===== Data to process =====

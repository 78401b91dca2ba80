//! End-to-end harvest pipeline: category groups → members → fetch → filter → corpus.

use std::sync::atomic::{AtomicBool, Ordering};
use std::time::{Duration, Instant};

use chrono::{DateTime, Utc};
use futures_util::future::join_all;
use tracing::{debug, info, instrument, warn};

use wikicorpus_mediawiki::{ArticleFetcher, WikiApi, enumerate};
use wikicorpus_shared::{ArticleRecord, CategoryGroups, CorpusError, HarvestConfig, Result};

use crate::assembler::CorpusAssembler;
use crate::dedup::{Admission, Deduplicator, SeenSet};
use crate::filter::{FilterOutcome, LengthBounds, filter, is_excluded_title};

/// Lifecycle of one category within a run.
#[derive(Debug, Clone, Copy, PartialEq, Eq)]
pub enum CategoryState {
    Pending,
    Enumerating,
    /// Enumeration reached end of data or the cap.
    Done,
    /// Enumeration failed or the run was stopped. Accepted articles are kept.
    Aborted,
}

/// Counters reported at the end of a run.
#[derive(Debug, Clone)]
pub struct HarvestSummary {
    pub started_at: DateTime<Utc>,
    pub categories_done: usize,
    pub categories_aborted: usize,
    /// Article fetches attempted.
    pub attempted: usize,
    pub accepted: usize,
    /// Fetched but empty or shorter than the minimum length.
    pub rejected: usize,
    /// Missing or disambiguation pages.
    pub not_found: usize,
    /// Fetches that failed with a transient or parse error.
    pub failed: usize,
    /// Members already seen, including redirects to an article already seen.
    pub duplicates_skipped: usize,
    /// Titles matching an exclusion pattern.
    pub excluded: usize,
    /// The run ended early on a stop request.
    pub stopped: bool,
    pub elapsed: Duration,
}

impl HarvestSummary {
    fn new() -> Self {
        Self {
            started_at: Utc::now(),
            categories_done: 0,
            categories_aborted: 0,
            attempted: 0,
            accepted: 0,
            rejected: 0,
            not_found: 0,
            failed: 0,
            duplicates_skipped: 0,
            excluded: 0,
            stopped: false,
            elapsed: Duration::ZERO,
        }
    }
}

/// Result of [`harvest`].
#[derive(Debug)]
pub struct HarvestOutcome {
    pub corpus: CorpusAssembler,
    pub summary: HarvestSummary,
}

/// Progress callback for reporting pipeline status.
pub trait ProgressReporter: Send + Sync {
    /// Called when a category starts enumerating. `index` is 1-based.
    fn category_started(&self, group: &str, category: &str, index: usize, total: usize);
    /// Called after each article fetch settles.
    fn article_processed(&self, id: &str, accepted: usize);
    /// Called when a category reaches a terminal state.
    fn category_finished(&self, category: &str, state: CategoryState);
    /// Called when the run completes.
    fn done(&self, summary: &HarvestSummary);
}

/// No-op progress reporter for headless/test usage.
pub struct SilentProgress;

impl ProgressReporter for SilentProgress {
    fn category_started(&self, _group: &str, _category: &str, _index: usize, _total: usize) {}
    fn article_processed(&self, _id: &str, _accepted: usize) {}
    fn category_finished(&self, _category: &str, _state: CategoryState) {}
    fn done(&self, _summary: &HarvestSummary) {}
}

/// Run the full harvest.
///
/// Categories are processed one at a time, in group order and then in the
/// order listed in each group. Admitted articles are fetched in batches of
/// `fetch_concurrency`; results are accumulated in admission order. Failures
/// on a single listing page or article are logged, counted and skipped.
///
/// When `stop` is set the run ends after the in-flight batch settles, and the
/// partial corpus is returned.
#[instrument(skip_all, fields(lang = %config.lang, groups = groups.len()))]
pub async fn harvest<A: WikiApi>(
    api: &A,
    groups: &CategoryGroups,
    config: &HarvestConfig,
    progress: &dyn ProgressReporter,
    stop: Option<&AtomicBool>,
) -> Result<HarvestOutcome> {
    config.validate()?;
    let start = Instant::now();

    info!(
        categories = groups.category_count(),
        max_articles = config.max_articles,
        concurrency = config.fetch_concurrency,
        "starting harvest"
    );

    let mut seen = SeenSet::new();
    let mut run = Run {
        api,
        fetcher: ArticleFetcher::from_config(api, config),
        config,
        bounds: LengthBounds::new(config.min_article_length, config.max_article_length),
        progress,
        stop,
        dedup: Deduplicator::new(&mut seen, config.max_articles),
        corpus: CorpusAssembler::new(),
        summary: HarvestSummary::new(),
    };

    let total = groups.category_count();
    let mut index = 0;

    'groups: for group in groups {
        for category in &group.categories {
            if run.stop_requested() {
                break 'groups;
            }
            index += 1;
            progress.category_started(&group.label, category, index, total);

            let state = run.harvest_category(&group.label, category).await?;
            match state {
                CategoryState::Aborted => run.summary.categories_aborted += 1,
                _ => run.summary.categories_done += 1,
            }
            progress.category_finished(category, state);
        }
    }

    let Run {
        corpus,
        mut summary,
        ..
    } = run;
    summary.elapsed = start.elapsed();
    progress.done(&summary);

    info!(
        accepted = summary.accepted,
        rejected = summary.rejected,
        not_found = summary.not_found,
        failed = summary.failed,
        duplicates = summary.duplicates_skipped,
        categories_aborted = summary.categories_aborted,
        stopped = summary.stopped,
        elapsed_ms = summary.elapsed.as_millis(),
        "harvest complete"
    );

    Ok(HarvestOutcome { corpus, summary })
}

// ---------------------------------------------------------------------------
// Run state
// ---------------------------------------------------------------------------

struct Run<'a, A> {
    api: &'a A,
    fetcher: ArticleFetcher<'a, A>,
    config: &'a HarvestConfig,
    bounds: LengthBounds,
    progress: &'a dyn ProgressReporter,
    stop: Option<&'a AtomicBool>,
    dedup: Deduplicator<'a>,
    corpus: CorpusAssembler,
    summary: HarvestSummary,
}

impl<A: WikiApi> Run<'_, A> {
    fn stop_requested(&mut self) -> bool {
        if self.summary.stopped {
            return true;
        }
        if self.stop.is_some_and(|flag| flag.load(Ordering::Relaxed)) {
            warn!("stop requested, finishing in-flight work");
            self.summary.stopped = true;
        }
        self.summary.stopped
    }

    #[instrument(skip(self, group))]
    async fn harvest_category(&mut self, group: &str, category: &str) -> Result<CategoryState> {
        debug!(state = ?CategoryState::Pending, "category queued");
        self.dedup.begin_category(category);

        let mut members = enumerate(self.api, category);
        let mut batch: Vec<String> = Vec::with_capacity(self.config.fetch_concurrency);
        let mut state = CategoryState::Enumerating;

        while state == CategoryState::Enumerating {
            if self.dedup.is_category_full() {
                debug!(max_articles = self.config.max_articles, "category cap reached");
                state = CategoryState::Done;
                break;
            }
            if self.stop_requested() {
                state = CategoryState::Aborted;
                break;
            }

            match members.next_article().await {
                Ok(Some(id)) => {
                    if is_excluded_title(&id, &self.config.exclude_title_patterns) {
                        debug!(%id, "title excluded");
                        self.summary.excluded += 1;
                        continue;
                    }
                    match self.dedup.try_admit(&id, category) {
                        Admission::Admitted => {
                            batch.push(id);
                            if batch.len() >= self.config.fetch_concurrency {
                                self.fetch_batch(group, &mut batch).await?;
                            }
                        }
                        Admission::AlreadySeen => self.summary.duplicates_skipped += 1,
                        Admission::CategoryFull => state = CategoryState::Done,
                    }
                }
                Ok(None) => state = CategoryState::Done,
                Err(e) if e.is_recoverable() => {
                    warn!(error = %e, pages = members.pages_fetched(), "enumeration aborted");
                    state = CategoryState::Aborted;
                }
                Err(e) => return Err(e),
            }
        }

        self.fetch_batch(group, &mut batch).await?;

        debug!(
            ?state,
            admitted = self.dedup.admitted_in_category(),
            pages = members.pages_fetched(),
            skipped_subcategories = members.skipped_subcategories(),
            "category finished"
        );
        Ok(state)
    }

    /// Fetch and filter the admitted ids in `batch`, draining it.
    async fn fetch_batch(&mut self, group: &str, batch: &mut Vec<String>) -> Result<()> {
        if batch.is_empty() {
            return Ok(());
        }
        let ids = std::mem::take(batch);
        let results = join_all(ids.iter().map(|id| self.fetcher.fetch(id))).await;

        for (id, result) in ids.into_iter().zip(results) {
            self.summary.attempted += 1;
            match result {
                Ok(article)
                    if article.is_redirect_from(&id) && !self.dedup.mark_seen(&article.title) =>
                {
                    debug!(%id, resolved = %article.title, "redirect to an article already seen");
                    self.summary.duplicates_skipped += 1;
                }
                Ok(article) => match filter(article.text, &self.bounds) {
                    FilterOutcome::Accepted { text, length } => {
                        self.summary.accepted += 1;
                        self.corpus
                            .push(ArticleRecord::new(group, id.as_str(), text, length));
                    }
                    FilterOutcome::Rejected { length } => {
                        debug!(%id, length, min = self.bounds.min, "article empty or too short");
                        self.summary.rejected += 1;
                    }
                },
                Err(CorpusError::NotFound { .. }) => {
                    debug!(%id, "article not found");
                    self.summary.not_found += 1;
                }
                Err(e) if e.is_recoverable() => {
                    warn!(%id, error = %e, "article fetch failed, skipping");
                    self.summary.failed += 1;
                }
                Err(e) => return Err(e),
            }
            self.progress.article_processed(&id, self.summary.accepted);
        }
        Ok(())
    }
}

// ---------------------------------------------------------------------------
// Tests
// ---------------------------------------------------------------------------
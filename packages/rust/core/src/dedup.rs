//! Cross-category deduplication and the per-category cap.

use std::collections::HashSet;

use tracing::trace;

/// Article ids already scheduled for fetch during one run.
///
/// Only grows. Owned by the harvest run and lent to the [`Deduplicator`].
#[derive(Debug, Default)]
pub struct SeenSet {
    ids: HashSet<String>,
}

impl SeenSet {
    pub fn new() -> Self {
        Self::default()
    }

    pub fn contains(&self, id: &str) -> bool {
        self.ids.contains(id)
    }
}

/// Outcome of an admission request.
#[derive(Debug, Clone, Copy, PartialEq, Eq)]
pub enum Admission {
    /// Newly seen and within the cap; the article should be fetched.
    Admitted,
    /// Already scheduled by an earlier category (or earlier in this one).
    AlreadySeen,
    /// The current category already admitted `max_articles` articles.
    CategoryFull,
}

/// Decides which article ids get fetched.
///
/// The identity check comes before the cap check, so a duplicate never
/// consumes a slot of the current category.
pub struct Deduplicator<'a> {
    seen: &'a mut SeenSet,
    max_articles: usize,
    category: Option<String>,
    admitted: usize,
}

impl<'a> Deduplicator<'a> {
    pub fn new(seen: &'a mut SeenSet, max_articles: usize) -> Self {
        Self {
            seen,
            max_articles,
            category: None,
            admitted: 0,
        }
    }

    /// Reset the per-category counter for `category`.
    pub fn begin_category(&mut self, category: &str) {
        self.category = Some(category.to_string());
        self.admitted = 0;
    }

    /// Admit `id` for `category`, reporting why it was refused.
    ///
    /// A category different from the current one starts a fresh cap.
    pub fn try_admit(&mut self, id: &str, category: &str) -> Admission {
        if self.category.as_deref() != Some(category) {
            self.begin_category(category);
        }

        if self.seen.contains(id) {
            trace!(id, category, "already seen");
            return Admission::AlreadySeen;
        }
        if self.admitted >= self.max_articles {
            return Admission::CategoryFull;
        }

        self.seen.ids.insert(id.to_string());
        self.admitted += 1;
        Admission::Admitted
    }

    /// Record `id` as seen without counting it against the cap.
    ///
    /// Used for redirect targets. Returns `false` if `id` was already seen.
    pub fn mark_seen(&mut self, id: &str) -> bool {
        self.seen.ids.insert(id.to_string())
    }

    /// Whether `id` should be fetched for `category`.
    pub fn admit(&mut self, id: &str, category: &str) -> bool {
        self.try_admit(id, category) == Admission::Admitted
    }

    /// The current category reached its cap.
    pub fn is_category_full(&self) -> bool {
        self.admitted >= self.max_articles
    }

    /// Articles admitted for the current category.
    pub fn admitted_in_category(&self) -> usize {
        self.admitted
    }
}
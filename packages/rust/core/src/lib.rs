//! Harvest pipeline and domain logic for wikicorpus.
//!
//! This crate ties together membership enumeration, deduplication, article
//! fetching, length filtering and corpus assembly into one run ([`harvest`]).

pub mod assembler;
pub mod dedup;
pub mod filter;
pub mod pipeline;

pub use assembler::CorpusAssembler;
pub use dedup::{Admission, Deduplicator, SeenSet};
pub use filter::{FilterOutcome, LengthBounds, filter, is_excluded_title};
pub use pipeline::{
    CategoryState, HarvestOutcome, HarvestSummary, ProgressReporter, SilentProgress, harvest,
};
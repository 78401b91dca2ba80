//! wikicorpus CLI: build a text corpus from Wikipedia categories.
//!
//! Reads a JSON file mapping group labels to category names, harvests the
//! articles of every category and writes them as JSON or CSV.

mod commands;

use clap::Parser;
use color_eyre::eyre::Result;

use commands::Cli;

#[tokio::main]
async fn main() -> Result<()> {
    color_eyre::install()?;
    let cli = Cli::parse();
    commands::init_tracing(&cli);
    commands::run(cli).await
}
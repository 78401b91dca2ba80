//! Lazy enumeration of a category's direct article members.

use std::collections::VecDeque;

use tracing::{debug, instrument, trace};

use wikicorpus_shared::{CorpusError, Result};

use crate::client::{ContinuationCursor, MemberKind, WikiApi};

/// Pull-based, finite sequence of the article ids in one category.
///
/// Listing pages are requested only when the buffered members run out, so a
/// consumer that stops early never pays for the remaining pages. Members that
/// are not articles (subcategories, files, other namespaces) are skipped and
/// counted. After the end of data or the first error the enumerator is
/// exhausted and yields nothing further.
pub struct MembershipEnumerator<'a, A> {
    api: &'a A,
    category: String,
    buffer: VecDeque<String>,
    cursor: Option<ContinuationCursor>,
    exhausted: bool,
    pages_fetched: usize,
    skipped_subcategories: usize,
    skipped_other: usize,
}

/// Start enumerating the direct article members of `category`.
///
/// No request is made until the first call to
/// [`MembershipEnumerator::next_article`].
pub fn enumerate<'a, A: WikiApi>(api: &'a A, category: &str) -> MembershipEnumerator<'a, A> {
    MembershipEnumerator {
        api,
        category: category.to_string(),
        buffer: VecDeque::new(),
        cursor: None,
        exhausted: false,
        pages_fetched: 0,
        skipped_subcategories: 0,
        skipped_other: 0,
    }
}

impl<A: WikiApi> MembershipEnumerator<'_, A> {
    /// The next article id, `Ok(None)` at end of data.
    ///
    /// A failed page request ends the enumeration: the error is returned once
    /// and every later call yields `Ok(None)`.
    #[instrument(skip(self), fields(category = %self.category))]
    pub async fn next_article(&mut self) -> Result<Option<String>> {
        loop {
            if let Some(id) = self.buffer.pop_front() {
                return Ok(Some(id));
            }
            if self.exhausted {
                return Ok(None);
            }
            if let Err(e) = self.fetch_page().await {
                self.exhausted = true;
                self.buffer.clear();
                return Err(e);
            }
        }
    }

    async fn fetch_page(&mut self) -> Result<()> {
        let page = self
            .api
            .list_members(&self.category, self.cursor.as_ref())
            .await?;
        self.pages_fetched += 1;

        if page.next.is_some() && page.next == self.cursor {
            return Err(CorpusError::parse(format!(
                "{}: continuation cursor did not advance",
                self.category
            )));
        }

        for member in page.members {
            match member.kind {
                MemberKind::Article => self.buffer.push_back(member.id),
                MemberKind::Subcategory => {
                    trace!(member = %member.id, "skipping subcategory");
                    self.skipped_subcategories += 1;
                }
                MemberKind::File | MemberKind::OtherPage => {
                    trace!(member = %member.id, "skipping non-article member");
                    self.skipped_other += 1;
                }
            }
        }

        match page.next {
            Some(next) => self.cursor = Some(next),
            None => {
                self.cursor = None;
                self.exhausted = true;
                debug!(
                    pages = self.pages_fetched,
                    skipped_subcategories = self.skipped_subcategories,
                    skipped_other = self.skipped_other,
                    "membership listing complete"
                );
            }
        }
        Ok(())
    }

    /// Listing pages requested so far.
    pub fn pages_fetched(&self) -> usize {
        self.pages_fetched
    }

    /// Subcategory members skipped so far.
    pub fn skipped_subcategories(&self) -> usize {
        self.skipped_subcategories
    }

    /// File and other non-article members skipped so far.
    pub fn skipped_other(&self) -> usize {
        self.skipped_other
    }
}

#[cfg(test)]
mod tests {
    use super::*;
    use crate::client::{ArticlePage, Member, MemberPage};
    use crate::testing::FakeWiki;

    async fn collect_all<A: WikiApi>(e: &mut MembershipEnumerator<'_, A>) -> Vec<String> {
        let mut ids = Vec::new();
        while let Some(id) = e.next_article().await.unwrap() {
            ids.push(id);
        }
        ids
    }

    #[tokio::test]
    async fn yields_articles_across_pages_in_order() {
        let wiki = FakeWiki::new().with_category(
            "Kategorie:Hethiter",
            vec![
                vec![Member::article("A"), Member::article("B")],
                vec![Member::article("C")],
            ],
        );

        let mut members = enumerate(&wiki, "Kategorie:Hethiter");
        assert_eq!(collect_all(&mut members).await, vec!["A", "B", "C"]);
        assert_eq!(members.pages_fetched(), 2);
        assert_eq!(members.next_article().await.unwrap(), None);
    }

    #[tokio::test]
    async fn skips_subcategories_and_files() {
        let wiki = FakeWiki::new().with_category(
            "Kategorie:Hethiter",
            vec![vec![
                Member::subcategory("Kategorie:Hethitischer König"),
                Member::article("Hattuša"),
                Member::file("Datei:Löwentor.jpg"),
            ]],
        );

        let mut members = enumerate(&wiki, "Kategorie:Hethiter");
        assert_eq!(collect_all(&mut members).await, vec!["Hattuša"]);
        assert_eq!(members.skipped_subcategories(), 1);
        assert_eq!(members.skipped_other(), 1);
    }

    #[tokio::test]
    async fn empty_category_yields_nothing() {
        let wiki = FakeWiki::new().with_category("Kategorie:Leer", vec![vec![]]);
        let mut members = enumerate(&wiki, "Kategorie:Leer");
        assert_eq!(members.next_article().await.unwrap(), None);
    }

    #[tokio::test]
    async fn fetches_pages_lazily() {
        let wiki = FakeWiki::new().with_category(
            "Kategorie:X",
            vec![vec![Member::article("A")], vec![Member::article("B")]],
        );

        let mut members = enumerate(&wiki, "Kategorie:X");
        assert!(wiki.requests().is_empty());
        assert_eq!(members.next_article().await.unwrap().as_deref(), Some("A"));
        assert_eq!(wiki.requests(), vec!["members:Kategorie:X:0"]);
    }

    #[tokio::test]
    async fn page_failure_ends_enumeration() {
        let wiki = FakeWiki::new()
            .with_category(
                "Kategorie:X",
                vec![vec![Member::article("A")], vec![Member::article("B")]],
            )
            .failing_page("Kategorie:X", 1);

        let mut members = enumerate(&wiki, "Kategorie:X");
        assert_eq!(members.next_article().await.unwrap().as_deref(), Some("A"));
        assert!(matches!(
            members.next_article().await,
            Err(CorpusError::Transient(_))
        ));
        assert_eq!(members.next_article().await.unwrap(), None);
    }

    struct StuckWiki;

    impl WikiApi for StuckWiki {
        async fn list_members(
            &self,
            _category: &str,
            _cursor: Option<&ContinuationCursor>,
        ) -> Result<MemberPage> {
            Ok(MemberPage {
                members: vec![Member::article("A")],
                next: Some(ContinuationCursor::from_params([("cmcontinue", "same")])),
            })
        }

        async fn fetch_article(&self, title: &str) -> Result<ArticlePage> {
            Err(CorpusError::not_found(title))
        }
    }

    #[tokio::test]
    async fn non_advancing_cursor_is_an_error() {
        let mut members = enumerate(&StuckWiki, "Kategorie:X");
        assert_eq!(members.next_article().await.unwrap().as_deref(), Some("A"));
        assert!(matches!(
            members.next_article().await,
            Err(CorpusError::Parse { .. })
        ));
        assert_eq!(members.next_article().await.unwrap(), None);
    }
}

=====

After examining the listing, give only the count of lines holding the string "HashSet".

2